### [TASK DESCRIPTION]
The span to copy runs from the line containing "use serde::Serialize;" to the last line below. Copy it exactly, with nothing else.

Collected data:
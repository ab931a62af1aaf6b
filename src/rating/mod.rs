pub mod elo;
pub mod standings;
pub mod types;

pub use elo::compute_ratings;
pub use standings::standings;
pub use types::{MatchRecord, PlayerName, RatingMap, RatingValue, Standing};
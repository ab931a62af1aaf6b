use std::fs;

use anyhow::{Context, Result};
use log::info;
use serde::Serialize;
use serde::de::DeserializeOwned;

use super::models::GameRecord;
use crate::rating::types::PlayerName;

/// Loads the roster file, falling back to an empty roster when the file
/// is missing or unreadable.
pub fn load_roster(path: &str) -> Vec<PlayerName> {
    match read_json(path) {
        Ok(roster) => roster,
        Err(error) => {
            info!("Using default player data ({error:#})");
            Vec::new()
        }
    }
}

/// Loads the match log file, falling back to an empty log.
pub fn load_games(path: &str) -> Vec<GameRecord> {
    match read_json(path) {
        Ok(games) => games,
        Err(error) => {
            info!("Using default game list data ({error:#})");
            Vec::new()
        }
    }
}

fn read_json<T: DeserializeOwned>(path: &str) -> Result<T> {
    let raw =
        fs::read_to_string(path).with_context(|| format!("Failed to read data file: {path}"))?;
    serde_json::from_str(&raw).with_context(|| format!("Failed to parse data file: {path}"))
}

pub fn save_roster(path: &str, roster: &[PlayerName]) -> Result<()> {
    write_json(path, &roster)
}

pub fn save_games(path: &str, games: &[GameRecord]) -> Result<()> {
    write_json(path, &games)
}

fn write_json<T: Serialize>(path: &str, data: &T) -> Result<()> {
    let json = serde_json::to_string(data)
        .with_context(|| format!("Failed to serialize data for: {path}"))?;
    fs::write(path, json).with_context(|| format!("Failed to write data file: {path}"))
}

### [WRITTEN RESPONSE]
use serde::Serialize;
use serde::de::DeserializeOwned;

use super::models::GameRecord;
use crate::rating::types::PlayerName;

/// Loads the roster file, falling back to an empty roster when the file
/// is missing or unreadable.
pub fn load_roster(path: &str) -> Vec<PlayerName> {
    match read_json(path) {
        Ok(roster) => roster,
        Err(error) => {
            info!("Using default player data ({error:#})");
            Vec::new()
        }
    }
}

/// Loads the match log file, falling back to an empty log.
pub fn load_games(path: &str) -> Vec<GameRecord> {
    match read_json(path) {
        Ok(games) => games,
        Err(error) => {
            info!("Using default game list data ({error:#})");
            Vec::new()
        }
    }
}

fn read_json<T: DeserializeOwned>(path: &str) -> Result<T> {
    let raw =
        fs::read_to_string(path).with_context(|| format!("Failed to read data file: {path}"))?;
    serde_json::from_str(&raw).with_context(|| format!("Failed to parse data file: {path}"))
}

pub fn save_roster(path: &str, roster: &[PlayerName]) -> Result<()> {
    write_json(path, &roster)
}

pub fn save_games(path: &str, games: &[GameRecord]) -> Result<()> {
    write_json(path, &games)
}

fn write_json<T: Serialize>(path: &str, data: &T) -> Result<()> {
    let json = serde_json::to_string(data)
        .with_context(|| format!("Failed to serialize data for: {path}"))?;
    fs::write(path, json).with_context(|| format!("Failed to write data file: {path}"))
}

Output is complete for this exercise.